** Task requirements **
When you reach the line containing "listing page first." in the data below, begin returning lines exactly as written, and stop once the line containing "pub struct ParserRegistry" has been returned.

Collected data
++++++
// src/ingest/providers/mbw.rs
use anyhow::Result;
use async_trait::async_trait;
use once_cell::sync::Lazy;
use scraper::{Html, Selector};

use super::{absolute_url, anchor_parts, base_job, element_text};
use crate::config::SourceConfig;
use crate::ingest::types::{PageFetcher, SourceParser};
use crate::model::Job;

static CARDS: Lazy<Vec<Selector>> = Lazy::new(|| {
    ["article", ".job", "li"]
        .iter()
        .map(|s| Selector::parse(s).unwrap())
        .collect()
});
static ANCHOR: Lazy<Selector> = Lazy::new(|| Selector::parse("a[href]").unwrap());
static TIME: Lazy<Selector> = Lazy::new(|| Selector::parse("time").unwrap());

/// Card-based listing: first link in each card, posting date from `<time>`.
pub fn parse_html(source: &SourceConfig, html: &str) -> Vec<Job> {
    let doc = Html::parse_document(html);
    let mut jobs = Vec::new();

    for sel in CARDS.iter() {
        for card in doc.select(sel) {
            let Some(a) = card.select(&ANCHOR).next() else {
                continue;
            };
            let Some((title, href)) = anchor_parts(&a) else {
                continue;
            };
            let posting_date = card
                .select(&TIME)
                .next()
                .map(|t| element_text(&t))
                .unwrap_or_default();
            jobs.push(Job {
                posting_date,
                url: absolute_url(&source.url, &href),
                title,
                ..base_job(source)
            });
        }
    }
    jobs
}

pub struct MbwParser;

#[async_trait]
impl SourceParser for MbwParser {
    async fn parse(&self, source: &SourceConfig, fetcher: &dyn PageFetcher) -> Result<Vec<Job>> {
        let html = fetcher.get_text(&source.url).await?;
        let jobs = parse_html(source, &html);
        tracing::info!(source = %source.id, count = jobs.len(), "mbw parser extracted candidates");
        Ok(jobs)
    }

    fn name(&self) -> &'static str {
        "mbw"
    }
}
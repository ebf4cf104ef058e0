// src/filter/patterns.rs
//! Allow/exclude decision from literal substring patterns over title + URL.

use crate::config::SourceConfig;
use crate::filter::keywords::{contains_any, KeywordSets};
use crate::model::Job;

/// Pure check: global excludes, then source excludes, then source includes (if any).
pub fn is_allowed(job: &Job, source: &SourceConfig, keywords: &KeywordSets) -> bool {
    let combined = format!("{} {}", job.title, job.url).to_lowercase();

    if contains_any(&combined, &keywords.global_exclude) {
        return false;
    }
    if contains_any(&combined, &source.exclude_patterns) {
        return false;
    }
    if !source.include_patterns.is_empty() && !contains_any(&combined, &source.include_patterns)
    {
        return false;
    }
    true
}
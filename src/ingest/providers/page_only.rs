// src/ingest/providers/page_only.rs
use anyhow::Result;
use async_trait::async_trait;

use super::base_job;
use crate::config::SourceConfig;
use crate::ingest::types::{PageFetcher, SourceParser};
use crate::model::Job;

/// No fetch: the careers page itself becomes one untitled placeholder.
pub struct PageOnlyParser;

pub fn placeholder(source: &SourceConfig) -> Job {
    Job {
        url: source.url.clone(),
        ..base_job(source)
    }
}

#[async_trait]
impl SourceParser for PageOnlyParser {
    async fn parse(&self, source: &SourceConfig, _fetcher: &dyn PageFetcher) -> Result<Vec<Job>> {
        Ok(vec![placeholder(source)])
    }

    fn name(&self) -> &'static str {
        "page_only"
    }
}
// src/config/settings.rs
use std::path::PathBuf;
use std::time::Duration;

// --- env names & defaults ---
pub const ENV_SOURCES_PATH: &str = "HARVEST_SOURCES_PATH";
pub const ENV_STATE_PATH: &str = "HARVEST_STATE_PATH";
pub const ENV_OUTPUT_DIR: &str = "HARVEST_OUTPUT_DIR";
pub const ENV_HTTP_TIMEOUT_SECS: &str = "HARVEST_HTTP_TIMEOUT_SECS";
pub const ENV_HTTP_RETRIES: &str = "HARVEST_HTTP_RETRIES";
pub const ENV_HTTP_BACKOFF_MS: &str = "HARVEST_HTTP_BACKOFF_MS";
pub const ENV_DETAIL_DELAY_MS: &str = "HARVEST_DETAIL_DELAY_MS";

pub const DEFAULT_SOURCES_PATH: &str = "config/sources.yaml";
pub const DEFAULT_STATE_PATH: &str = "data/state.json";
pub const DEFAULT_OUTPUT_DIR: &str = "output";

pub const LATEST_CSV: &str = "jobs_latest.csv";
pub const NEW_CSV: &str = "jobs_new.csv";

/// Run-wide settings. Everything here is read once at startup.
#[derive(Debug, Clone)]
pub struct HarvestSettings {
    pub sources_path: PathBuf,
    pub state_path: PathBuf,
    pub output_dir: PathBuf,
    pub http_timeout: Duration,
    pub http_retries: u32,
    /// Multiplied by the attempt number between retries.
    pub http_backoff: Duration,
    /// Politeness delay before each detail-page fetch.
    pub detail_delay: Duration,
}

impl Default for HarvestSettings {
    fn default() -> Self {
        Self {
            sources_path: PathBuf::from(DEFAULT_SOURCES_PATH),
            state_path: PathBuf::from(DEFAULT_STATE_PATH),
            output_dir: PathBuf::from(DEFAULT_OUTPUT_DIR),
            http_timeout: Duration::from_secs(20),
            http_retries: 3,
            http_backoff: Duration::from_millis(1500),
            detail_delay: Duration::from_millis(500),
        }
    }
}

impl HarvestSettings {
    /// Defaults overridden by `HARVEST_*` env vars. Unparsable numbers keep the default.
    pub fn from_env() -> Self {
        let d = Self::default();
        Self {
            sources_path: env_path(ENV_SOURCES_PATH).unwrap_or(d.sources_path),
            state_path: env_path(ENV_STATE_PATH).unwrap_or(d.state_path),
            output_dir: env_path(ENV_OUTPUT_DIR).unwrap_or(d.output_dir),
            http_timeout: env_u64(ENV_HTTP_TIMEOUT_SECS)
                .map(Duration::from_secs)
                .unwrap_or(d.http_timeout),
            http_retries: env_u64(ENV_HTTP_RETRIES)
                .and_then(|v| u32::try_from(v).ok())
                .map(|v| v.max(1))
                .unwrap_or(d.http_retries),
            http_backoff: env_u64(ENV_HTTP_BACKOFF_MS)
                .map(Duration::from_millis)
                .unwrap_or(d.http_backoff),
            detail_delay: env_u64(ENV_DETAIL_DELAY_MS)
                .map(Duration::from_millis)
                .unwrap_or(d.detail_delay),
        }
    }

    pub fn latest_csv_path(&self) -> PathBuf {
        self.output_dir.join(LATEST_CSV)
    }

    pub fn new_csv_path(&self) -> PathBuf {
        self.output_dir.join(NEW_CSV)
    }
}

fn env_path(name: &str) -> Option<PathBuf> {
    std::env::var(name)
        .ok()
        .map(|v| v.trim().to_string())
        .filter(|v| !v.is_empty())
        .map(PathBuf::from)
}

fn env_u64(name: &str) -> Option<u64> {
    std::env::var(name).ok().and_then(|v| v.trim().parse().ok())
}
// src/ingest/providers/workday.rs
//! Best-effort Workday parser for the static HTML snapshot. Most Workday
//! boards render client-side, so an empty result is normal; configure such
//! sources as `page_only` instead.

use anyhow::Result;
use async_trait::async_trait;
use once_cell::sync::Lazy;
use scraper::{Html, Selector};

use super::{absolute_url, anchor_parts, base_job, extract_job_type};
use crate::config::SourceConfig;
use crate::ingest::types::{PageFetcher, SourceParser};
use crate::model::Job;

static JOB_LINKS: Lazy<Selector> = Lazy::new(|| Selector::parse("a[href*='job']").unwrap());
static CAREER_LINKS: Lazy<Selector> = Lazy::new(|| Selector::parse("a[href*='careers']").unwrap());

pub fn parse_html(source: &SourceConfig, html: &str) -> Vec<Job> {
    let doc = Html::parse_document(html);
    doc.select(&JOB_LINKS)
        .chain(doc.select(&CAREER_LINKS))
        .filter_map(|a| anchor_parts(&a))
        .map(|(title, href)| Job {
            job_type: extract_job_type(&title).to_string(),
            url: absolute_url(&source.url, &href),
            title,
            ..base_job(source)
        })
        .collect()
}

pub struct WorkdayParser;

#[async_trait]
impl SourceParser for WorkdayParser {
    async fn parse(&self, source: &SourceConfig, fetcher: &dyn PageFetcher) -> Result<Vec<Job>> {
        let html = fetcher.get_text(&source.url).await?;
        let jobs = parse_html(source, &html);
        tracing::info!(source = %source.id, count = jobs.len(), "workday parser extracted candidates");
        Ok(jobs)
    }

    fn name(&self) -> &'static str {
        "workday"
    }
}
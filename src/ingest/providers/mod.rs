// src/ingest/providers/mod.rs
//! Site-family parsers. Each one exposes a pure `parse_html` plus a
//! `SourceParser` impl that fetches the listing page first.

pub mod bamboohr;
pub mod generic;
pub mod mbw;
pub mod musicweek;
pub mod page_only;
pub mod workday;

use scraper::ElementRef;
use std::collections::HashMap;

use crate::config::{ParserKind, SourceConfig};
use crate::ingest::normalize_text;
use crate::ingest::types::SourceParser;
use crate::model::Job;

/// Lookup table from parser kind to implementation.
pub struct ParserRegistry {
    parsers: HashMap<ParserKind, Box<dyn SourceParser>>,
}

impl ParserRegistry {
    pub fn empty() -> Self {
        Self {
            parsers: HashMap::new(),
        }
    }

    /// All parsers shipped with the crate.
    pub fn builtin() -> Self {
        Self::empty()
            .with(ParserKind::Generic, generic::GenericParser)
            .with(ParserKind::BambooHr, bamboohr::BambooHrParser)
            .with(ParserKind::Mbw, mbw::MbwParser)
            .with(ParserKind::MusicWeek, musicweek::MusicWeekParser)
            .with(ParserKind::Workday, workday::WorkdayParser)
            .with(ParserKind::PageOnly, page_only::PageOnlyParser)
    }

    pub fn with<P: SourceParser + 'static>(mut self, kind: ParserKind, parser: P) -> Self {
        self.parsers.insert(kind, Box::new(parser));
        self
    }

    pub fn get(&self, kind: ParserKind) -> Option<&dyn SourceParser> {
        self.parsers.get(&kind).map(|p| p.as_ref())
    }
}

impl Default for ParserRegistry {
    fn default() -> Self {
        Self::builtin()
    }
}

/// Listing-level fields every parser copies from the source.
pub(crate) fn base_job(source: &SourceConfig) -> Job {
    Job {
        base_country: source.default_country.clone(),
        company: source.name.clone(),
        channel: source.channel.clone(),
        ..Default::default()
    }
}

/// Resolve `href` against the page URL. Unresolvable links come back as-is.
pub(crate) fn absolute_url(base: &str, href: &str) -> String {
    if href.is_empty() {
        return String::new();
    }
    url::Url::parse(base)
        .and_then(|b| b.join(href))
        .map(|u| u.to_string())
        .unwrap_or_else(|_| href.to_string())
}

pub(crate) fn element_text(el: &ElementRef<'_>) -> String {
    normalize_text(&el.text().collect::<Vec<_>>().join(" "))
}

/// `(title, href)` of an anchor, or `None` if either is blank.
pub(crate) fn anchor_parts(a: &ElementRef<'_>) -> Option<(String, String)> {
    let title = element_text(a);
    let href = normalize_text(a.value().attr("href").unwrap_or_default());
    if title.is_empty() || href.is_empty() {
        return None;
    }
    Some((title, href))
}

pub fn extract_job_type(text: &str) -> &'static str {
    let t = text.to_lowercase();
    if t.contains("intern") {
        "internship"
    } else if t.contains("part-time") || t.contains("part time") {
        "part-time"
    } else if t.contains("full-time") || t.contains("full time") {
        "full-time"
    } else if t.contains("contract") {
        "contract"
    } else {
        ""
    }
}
++++++
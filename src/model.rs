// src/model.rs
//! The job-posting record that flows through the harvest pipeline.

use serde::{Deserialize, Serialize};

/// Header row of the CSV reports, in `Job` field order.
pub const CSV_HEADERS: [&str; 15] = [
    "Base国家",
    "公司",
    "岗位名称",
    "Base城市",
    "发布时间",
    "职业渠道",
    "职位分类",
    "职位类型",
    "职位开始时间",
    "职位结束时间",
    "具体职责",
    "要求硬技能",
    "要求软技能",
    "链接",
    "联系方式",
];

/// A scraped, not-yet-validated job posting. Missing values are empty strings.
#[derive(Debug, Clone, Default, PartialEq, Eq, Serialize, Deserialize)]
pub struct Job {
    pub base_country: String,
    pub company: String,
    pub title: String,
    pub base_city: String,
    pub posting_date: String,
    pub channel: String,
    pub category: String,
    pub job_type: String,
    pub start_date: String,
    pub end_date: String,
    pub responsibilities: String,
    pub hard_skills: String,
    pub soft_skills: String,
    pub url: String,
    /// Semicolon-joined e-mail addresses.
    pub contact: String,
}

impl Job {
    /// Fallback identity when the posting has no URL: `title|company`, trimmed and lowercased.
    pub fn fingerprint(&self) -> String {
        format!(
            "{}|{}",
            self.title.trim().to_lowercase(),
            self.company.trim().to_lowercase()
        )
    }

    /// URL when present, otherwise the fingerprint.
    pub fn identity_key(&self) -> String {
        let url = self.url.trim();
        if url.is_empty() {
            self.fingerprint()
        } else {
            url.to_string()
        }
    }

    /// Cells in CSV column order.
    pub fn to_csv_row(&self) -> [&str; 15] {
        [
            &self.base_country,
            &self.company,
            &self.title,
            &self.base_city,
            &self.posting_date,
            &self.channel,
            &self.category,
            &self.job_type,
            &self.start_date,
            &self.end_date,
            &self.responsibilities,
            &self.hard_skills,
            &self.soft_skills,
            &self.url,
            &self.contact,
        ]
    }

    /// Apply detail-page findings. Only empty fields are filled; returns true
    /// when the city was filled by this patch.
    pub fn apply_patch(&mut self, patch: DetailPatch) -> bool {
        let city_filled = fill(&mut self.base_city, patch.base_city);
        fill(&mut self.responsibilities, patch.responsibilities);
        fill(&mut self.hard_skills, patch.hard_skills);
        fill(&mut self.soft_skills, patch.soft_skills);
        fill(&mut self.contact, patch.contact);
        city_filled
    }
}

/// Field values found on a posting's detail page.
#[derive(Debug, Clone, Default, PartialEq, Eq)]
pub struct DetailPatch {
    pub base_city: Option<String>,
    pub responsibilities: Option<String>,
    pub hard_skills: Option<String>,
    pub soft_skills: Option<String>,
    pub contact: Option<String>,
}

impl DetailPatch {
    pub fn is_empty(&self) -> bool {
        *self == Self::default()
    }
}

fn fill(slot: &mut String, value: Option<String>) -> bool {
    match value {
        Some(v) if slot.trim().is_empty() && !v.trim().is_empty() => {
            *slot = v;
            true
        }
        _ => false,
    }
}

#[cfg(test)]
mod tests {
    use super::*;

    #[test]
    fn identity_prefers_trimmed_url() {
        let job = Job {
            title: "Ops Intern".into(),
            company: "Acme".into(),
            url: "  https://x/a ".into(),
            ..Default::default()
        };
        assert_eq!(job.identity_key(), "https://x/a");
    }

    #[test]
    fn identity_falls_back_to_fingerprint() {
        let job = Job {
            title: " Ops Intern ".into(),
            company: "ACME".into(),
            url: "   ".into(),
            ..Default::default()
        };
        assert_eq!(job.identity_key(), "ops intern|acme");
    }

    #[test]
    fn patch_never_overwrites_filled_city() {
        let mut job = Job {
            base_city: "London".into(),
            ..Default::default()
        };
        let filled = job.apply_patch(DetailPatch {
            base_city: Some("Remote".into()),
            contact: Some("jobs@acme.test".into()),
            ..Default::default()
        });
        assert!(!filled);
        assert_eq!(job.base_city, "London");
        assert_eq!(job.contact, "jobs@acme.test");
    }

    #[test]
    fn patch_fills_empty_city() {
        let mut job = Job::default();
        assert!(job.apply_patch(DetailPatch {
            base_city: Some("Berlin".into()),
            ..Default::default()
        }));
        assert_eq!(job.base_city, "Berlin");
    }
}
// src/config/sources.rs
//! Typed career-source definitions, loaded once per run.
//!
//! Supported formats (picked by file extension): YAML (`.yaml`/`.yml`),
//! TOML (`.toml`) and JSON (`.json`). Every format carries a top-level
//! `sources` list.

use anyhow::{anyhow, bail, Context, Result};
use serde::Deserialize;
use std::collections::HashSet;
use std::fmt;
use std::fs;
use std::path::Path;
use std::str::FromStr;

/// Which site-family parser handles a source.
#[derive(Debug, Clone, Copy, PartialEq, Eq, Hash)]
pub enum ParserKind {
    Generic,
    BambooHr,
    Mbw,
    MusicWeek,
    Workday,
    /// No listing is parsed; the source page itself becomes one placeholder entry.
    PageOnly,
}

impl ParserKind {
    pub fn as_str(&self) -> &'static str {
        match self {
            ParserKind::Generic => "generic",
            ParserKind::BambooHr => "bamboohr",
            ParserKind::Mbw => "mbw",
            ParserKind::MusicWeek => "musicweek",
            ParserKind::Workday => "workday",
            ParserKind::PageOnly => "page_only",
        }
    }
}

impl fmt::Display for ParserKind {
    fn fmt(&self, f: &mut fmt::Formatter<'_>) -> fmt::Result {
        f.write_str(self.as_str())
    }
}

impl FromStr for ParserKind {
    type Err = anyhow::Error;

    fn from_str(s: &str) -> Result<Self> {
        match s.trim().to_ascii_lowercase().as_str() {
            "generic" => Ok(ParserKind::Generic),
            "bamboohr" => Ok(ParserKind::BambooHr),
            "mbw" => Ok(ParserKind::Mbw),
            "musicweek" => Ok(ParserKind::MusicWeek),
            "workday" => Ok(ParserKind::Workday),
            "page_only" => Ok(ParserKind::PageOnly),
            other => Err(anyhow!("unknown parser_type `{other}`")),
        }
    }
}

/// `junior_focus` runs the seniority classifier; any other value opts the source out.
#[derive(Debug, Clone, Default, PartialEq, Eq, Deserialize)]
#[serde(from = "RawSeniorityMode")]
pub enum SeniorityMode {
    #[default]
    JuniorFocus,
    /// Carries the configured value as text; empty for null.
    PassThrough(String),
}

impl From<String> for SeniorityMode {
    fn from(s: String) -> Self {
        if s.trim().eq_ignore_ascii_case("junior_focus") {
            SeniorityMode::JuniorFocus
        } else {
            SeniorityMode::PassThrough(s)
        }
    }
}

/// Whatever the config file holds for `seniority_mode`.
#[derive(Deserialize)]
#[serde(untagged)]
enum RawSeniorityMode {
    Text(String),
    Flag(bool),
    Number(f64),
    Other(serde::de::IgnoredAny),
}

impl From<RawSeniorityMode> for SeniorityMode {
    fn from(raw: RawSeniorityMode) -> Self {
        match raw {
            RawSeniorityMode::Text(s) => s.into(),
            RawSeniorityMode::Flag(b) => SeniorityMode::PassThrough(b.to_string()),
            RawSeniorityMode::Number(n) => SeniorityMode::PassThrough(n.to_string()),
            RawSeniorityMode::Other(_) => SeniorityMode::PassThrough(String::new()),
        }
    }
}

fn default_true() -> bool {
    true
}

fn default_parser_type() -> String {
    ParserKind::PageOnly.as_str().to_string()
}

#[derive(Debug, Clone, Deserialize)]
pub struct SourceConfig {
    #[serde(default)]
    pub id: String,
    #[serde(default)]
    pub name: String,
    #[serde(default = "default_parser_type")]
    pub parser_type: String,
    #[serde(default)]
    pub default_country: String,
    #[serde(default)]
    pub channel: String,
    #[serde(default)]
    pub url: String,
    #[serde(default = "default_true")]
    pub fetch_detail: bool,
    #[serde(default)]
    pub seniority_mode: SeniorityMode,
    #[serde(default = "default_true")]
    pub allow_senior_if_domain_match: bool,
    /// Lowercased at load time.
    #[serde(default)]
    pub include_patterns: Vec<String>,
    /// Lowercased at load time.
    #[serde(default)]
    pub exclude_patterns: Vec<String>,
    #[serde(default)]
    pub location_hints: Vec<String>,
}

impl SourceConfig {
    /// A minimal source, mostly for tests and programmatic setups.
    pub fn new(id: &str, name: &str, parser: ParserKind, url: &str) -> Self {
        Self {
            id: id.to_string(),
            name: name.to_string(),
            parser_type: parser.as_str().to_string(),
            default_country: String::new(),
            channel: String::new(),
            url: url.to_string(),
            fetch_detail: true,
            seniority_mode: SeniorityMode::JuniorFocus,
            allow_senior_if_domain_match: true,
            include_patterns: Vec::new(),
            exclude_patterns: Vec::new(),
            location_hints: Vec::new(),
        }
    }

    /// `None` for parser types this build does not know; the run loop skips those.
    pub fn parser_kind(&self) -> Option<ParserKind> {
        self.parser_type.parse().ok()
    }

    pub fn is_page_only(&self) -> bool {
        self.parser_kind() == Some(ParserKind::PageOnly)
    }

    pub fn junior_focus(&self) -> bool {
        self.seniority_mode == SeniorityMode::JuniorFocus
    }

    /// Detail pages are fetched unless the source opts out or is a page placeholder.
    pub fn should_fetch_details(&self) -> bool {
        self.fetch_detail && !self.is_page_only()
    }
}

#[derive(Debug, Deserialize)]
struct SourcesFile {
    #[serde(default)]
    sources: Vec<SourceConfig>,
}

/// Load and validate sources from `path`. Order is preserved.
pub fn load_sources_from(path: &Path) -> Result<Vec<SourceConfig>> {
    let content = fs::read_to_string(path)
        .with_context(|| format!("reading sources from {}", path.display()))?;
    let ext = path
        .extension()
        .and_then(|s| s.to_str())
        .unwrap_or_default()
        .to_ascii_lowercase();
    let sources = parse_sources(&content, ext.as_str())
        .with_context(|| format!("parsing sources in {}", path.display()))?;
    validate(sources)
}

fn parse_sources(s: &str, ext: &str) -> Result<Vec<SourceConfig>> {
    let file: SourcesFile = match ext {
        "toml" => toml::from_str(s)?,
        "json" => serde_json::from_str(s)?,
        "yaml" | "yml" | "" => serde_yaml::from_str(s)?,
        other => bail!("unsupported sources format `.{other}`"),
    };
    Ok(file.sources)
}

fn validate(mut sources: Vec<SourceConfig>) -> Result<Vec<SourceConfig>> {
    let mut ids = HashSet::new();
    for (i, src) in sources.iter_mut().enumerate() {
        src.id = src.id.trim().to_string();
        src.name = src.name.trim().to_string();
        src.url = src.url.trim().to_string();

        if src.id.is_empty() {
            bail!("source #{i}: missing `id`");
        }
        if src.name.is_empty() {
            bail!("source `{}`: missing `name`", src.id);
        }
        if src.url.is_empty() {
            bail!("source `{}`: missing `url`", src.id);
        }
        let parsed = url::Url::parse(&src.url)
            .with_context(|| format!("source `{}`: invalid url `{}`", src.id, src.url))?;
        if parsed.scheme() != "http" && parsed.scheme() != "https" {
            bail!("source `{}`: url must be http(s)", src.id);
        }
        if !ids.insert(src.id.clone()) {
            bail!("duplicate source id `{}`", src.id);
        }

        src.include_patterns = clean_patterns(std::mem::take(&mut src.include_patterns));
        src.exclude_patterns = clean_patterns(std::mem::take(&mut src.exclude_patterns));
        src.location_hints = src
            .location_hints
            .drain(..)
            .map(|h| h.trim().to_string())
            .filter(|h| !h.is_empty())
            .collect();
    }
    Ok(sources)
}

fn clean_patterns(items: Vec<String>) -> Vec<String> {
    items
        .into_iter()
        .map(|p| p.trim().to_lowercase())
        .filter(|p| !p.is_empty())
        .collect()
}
++++++
** Task result **
//! `SourceParser` impl that fetches the listing page first.

pub mod bamboohr;
pub mod generic;
pub mod mbw;
pub mod musicweek;
pub mod page_only;
pub mod workday;

use scraper::ElementRef;
use std::collections::HashMap;

use crate::config::{ParserKind, SourceConfig};
use crate::ingest::normalize_text;
use crate::ingest::types::SourceParser;
use crate::model::Job;

/// Lookup table from parser kind to implementation.
pub struct ParserRegistry {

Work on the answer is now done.